Forum Discussion
smp_86112
Cirrostratus
CirrostratusLACP Behavior
I'm collaborating with our network team on setting up an etherchannel to a couple of new 6900 LTM units running in Active/Standby mode. I've got interface 1.1 and 1.3 on the LTM in a trunk on both LTMs, and the trunk is assigned to the external VLAN. I've got a MAC Masquerade and floating IP address assigned to the external VLAN.
While "LTM1" is Active, "SWITCH1" shows the floating MAC on the port channel while "SWITCH2" shows the floating MAC on the trunk link between the two switches. That's all fine and good. When we flip so that "UNIT2" is Active, it runs OK for a short amount of time - it has varied somewhere between about 30 seconds and a couple of minutes. Initially SWITCH2 sees the floating MAC on the port channel, while SWITCH1 sees the floating MAC on the trunk link, which is what I expect. However after a short period of time, the switches revert back - the floating MAC is seen in the port channel of SWITCH1, while SWITCH2 sees the floating MAC on the trunk link between the two switches. Yet on the LTMs, there was no failover activity - LTM2 remains active. But of course since the switches have reverted back, the traffic is being forwarded by SWITCH1 to the Standby so nothing works.
The F5 trunk is configured with LACP in Active mode, a Short timeout, Auto link selection policy, and Source/Destination IP address Frame Distribution Hash. My network guys suggested Active mode, and they made it sound like the Cisco was also running in Active mode which is what they believe Cisco recommends.

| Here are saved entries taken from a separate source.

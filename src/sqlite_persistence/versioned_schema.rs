use anyhow::{bail, Result};
use rusqlite::{params, Connection};

/// Unix seconds at row insertion time.
pub const DEFAULT_TIMESTAMP: &str = "(cast(strftime('%s','now') as int))";

/// Offset applied to `PRAGMA user_version` so that a freshly created database
/// is distinguishable from one that predates versioned schemas.
pub const BASE_DB_VERSION: usize = 99999;

#[macro_export]
macro_rules! sqlite_column {
    ($name:expr, $sql_type:expr $(, $field:ident = $value:expr)*) => {
        {
            // unused_mut fires when the macro is called without optional
            // field assignments (e.g. `non_null = true`)
            #[allow(unused_mut)]
            let mut column = Column {
                name: $name,
                sql_type: $sql_type,
                is_primary_key: false,
                non_null: false,
                default_value: None,
                foreign_key: None,
            };
            $(
                column.$field = $value;
            )*
            column
        }
    };
}

#[derive(Debug, PartialEq, Eq)]
pub enum SqlType {
    Text,
    Integer,
    Real,
    Blob,
}

impl SqlType {
    fn as_sql(&self) -> &'static str {
        match self {
            SqlType::Text => "TEXT",
            SqlType::Integer => "INTEGER",
            SqlType::Real => "REAL",
            SqlType::Blob => "BLOB",
        }
    }
}

#[allow(unused)]
pub enum ForeignKeyOnChange {
    NoAction,
    Restrict,
    SetNull,
    SetDefault,
    Cascade,
}

impl ForeignKeyOnChange {
    fn as_sql(&self) -> &'static str {
        match self {
            ForeignKeyOnChange::NoAction => "NO ACTION",
            ForeignKeyOnChange::Restrict => "RESTRICT",
            ForeignKeyOnChange::SetNull => "SET NULL",
            ForeignKeyOnChange::SetDefault => "SET DEFAULT",
            ForeignKeyOnChange::Cascade => "CASCADE",
        }
    }
}

pub struct ForeignKey {
    pub foreign_table: &'static str,
    pub foreign_column: &'static str,
    pub on_delete: ForeignKeyOnChange,
}

pub struct Column {
    pub name: &'static str,
    pub sql_type: &'static SqlType,
    pub is_primary_key: bool,
    pub non_null: bool,
    pub default_value: Option<&'static str>,
    pub foreign_key: Option<&'static ForeignKey>,
}

pub struct Table {
    pub name: &'static str,
    pub columns: &'static [Column],
    pub indices: &'static [(&'static str, &'static str)],
    pub unique_constraints: &'static [&'static [&'static str]],
}

impl Table {
    pub fn create(&self, conn: &Connection) -> Result<()> {
        let mut column_defs = Vec::with_capacity(self.columns.len());
        for column in self.columns {
            let mut def = format!("{} {}", column.name, column.sql_type.as_sql());
            if column.is_primary_key {
                def.push_str(" PRIMARY KEY");
            }
            if column.non_null {
                def.push_str(" NOT NULL");
            }
            if let Some(default_value) = column.default_value {
                def.push_str(&format!(" DEFAULT {}", default_value));
            }
            if let Some(foreign_key) = column.foreign_key {
                def.push_str(&format!(
                    " REFERENCES {}({}) ON DELETE {}",
                    foreign_key.foreign_table,
                    foreign_key.foreign_column,
                    foreign_key.on_delete.as_sql(),
                ));
            }
            column_defs.push(def);
        }
        for unique_constraint in self.unique_constraints {
            column_defs.push(format!("UNIQUE ({})", unique_constraint.join(", ")));
        }
        conn.execute(
            &format!("CREATE TABLE {} ({});", self.name, column_defs.join(", ")),
            params![],
        )?;

        for (index_name, column_name) in self.indices {
            conn.execute(
                &format!(
                    "CREATE INDEX {} ON {}({});",
                    index_name, self.name, column_name
                ),
                params![],
            )?;
        }
        Ok(())
    }

    /// Column names of the foreign keys this table declares against `parent`.
    fn references_to(&self, parent: &str) -> Vec<&'static str> {
        self.columns
            .iter()
            .filter(|column| {
                column
                    .foreign_key
                    .map(|fk| fk.foreign_table == parent)
                    .unwrap_or(false)
            })
            .map(|column| column.name)
            .collect()
    }
}

/// Tables that hold a foreign key into `parent`, i.e. the rows a delete on
/// `parent` cascades into. Derived from the declarations, not hand-kept.
pub fn dependents_of<'a>(tables: &'a [Table], parent: &str) -> Vec<&'a Table> {
    tables
        .iter()
        .filter(|table| !table.references_to(parent).is_empty())
        .collect()
}

pub struct VersionedSchema {
    pub version: usize,
    pub tables: &'static [Table],
    pub migration: Option<fn(&Connection) -> Result<()>>,
}

struct LiveColumn {
    name: String,
    sql_type: String,
    non_null: bool,
    default_value: Option<String>,
    is_primary_key: bool,
}

struct LiveForeignKey {
    from_column: String,
    to_table: String,
    to_column: String,
    on_delete: String,
}

fn strip_outer_parens(s: &str) -> &str {
    if s.starts_with('(') && s.ends_with(')') {
        &s[1..s.len() - 1]
    } else {
        s
    }
}

impl VersionedSchema {
    pub fn create(&self, conn: &Connection) -> Result<()> {
        conn.execute("PRAGMA foreign_keys = ON;", params![])?;
        for table in self.tables {
            table.create(conn)?;
        }
        conn.execute(
            &format!("PRAGMA user_version = {}", BASE_DB_VERSION + self.version),
            [],
        )?;
        Ok(())
    }

    /// Checks the live database against the declared tables: column sets and
    /// attributes, declared indices, unique constraints, and foreign keys
    /// (including the ON DELETE action).
    pub fn validate(&self, conn: &Connection) -> Result<()> {
        for table in self.tables {
            Self::validate_columns(conn, table)?;
            Self::validate_indices(conn, table)?;
            Self::validate_unique_constraints(conn, table)?;
            Self::validate_foreign_keys(conn, table)?;
        }
        Ok(())
    }

    fn validate_columns(conn: &Connection, table: &Table) -> Result<()> {
        let mut stmt = conn.prepare(&format!("PRAGMA table_info({});", table.name))?;
        let live_columns: Vec<LiveColumn> = stmt
            .query_map(params![], |row| {
                Ok(LiveColumn {
                    name: row.get(1)?,
                    sql_type: row.get(2)?,
                    non_null: row.get::<_, i32>(3)? == 1,
                    default_value: row.get(4)?,
                    is_primary_key: row.get::<_, i32>(5)? == 1,
                })
            })?
            .collect::<Result<_, _>>()?;

        if live_columns.len() != table.columns.len() {
            bail!(
                "Table {} has {} columns, expected {}. Found: {}, expected: {}",
                table.name,
                live_columns.len(),
                table.columns.len(),
                live_columns
                    .iter()
                    .map(|c| c.name.as_str())
                    .collect::<Vec<_>>()
                    .join(", "),
                table
                    .columns
                    .iter()
                    .map(|c| c.name)
                    .collect::<Vec<_>>()
                    .join(", ")
            );
        }

        for (live, expected) in live_columns.iter().zip(table.columns.iter()) {
            if live.name != expected.name {
                bail!(
                    "Table {} column name mismatch: expected {}, got {}",
                    table.name,
                    expected.name,
                    live.name
                );
            }
            if live.sql_type != expected.sql_type.as_sql() {
                bail!(
                    "Table {} column {} type mismatch: expected {}, got {}",
                    table.name,
                    expected.name,
                    expected.sql_type.as_sql(),
                    live.sql_type
                );
            }
            if live.non_null != expected.non_null {
                bail!(
                    "Table {} column {} non-null mismatch: expected {}, got {}",
                    table.name,
                    expected.name,
                    expected.non_null,
                    live.non_null
                );
            }
            // SQLite may report default expressions wrapped in parentheses
            if live.default_value.as_deref().map(strip_outer_parens)
                != expected.default_value.map(strip_outer_parens)
            {
                bail!(
                    "Table {} column {} default mismatch: expected {:?}, got {:?}",
                    table.name,
                    expected.name,
                    expected.default_value,
                    live.default_value
                );
            }
            if live.is_primary_key != expected.is_primary_key {
                bail!(
                    "Table {} column {} primary key mismatch: expected {}, got {}",
                    table.name,
                    expected.name,
                    expected.is_primary_key,
                    live.is_primary_key
                );
            }
        }
        Ok(())
    }

    fn validate_indices(conn: &Connection, table: &Table) -> Result<()> {
        for (index_name, _columns) in table.indices {
            let index_exists: bool = conn
                .query_row(
                    "SELECT 1 FROM sqlite_master WHERE type='index' AND name=?1 AND tbl_name=?2",
                    params![index_name, table.name],
                    |_| Ok(true),
                )
                .unwrap_or(false);
            if !index_exists {
                bail!("Table {} is missing index '{}'", table.name, index_name);
            }
        }
        Ok(())
    }

    // SQLite surfaces unique constraints as unique indices in PRAGMA
    // index_list, with member columns in PRAGMA index_info.
    fn validate_unique_constraints(conn: &Connection, table: &Table) -> Result<()> {
        if table.unique_constraints.is_empty() {
            return Ok(());
        }

        let mut stmt = conn.prepare(&format!("PRAGMA index_list({})", table.name))?;
        let unique_indices: Vec<String> = stmt
            .query_map([], |row| {
                Ok((row.get::<_, String>(1)?, row.get::<_, i32>(2)?))
            })?
            .filter_map(|r| r.ok())
            .filter(|(_, is_unique)| *is_unique == 1)
            .map(|(name, _)| name)
            .collect();

        let mut live_unique_column_sets: Vec<Vec<String>> = Vec::new();
        for index_name in &unique_indices {
            let mut idx_stmt = conn.prepare(&format!("PRAGMA index_info({})", index_name))?;
            let mut cols: Vec<String> = idx_stmt
                .query_map([], |row| row.get::<_, String>(2))?
                .filter_map(|r| r.ok())
                .collect();
            cols.sort();
            live_unique_column_sets.push(cols);
        }

        for expected_columns in table.unique_constraints {
            let mut expected_sorted: Vec<&str> = expected_columns.to_vec();
            expected_sorted.sort_unstable();

            let found = live_unique_column_sets.iter().any(|live_cols| {
                live_cols.iter().map(|s| s.as_str()).collect::<Vec<_>>() == expected_sorted
            });
            if !found {
                bail!(
                    "Table {} is missing unique constraint on columns ({})",
                    table.name,
                    expected_columns.join(", ")
                );
            }
        }
        Ok(())
    }

    fn validate_foreign_keys(conn: &Connection, table: &Table) -> Result<()> {
        // PRAGMA foreign_key_list: id, seq, table, from, to, on_update, on_delete, match
        let mut stmt = conn.prepare(&format!("PRAGMA foreign_key_list({})", table.name))?;
        let live_fks: Vec<LiveForeignKey> = stmt
            .query_map([], |row| {
                Ok(LiveForeignKey {
                    from_column: row.get(3)?,
                    to_table: row.get(2)?,
                    to_column: row.get(4)?,
                    on_delete: row.get(6)?,
                })
            })?
            .filter_map(|r| r.ok())
            .collect();

        for column in table.columns {
            let Some(expected_fk) = column.foreign_key else {
                continue;
            };
            let expected_on_delete = expected_fk.on_delete.as_sql();
            let found = live_fks.iter().any(|live| {
                live.from_column == column.name
                    && live.to_table == expected_fk.foreign_table
                    && live.to_column == expected_fk.foreign_column
                    && live.on_delete == expected_on_delete
            });
            if found {
                continue;
            }
            match live_fks.iter().find(|live| live.from_column == column.name) {
                Some(live) => bail!(
                    "Table {} column {} has foreign key mismatch: expected REFERENCES {}({}) ON DELETE {}, got REFERENCES {}({}) ON DELETE {}",
                    table.name,
                    column.name,
                    expected_fk.foreign_table,
                    expected_fk.foreign_column,
                    expected_on_delete,
                    live.to_table,
                    live.to_column,
                    live.on_delete
                ),
                None => bail!(
                    "Table {} column {} is missing foreign key: expected REFERENCES {}({}) ON DELETE {}",
                    table.name,
                    column.name,
                    expected_fk.foreign_table,
                    expected_fk.foreign_column,
                    expected_on_delete
                ),
            }
        }
        Ok(())
    }
}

I have been doing tcpdumps on the external VLAN while this happens, and I can't see anything transmitted from the Standby (LTM1) that would make SWITCH1 think it suddenly has the floating MAC. Of course there isn't anything on the Cisco side to make us think anything is wrong there either. So we are left pointing fingers. I'd appreciate the perspective from someone a bit more familiar with the Cisco side of things.
The etherchannel and it's port members look like this on both switches.
interface Port-channel10
switchport access vlan 73
switchport mode access
end
interface FastEthernet0/21
switchport access vlan 73
switchport mode access
speed 100
duplex full
udld port
channel-group 10 mode active
end
interface FastEthernet0/23
switchport access vlan 73
switchport mode access
speed 100
duplex full
udld port
channel-group 10 mode active
end
4 Replies
HamishCirrocumulus
Its not really an answer to your questions, but is there a reason you want to use floating MAC's? The gratuitous ARP code is a lot more robust nowadays than it used to be, and you only have to worry about ARP caches in extreem circumstances now.
Obvious question sorry... You do have LTM1 connected solely to SWITCH1 and LTM2 solely to SWITCH2 don't you?
H
smp_86112Yes, LTM1 is only connected to SWITCH1, and 2->2.
Our organization was seriously damaged about 2 years ago because the arp cache on a directly-connected router did not update after a failover event. Using the masquerade feature is an additional layer of redundancy that our organization desires. And it has worked great in my experience so far.- smp_86112I did a closer study of the network traces, and in fact I did find the evidence I was looking for. In a nutshell, it appears the Standby unit uses the masquerade MAC address of the external VLAN when it ARPs. The Active unit appears to be using the base MAC address of the external VLAN. This seems like a problem - the Standby unit should never be using the masquerade MAC. Am I crazy?
- smp_86112I closely examined the configs between the Active and Standby units, and found that I had created a VLAN group in a different partition at some point during my testing. I don't really know how to use VLAN groups yet (this was just a sandbox), but obviously it can seriously mess with my L2 communication. I removed the group and network traces confirm the L2 behavior I expect - the Standby now uses the base MAC address of the external VLAN instead of the masquerade MAC.